## Try it
Your job is to report every line of the entries that has "suffix".

(Collected data entries)
>>>

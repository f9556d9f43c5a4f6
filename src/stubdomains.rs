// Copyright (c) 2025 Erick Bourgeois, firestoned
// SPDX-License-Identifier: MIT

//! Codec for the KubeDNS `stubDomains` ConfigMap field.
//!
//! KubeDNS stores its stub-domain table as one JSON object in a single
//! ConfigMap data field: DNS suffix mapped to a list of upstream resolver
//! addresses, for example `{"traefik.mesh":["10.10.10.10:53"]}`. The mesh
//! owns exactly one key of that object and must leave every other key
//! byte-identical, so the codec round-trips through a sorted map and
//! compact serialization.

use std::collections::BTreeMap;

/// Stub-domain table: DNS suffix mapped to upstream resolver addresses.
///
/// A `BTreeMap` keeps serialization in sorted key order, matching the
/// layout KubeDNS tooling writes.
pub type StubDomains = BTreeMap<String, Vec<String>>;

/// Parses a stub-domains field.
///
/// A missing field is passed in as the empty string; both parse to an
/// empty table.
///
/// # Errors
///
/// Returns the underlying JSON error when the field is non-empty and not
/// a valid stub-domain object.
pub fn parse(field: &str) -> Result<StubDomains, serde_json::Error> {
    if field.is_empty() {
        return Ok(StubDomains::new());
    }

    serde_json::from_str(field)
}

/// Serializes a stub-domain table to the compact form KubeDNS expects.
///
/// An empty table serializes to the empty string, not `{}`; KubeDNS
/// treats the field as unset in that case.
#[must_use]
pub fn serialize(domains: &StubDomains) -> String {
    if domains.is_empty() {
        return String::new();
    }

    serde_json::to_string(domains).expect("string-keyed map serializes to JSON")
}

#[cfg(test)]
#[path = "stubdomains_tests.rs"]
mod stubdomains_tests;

<<<

## Response below
//! ConfigMap data field: DNS suffix mapped to a list of upstream resolver
/// Stub-domain table: DNS suffix mapped to upstream resolver addresses.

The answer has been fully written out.